(Source data)
----

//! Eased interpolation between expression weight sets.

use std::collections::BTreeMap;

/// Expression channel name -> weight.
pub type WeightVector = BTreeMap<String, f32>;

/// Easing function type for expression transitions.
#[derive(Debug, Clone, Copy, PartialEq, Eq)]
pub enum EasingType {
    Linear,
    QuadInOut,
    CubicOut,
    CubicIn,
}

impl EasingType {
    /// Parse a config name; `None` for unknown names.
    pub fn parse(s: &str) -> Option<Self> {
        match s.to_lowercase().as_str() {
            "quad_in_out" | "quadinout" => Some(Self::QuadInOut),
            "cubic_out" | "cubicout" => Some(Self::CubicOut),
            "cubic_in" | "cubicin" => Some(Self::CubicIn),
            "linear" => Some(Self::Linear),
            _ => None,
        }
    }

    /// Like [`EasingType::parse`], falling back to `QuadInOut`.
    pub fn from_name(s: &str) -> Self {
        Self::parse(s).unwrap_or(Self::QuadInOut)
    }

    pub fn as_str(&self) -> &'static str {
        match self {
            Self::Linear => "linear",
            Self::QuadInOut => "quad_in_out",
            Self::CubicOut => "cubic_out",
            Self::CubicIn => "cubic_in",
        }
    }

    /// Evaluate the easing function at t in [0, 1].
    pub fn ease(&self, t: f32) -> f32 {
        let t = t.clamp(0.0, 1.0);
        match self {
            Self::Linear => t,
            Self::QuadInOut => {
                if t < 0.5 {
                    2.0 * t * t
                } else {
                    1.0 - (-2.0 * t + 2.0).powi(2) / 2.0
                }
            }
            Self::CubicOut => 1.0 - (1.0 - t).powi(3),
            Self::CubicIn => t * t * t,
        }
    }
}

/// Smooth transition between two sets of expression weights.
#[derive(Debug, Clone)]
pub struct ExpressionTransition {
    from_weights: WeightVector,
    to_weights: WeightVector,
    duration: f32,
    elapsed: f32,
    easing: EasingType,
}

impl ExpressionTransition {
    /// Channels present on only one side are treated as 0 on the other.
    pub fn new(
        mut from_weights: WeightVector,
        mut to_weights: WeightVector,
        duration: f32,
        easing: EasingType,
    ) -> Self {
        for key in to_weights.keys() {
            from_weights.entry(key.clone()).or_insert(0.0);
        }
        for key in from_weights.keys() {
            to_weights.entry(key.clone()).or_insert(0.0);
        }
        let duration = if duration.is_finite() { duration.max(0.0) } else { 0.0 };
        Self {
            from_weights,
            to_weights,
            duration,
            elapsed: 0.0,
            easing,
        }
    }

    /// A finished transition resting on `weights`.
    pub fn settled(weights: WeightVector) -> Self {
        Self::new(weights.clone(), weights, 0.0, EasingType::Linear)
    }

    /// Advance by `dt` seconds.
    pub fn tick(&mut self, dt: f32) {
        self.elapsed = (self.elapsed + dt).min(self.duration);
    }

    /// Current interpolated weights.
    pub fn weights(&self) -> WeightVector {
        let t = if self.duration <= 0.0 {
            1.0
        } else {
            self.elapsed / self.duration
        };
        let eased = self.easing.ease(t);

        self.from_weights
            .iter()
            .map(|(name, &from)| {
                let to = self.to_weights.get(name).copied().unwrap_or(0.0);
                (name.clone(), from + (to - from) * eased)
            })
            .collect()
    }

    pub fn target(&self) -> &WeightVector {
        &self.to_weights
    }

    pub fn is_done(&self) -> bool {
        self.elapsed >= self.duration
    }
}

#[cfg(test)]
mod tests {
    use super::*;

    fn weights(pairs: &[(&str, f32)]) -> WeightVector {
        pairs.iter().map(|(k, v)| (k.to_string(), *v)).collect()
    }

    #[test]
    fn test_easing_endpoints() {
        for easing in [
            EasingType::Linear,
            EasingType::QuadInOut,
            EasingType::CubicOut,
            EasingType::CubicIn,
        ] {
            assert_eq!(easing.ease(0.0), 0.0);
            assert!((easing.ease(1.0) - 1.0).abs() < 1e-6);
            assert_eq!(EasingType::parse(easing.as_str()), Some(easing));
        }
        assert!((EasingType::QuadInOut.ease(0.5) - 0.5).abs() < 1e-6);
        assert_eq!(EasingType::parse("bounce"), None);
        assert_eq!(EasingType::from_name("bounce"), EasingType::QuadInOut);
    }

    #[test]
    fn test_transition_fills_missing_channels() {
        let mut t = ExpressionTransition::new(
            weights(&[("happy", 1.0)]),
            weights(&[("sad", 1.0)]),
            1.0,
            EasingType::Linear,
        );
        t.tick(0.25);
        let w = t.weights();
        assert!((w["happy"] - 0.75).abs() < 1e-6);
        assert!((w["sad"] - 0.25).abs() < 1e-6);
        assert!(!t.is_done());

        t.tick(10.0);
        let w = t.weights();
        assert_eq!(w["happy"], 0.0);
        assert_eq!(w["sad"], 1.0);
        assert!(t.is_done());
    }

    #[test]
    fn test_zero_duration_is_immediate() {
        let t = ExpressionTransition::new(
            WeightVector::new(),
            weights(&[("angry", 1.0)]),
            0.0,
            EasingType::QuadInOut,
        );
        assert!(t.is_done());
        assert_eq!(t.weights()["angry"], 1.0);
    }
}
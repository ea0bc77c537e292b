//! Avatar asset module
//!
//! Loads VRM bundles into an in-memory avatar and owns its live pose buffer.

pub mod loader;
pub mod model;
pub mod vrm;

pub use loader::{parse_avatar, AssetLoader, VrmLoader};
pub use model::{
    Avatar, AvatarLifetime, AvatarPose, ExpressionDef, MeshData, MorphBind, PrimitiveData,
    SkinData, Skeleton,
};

----

=== Your assignment ===
Print, exactly as they appear above, the lines running from the one with "live pose buffer." through the final line.

=== Result below ===
//! Loads VRM bundles into an in-memory avatar and owns its live pose buffer.

pub mod loader;
pub mod model;
pub mod vrm;

pub use loader::{parse_avatar, AssetLoader, VrmLoader};
pub use model::{
    Avatar, AvatarLifetime, AvatarPose, ExpressionDef, MeshData, MorphBind, PrimitiveData,
    SkinData, Skeleton,
};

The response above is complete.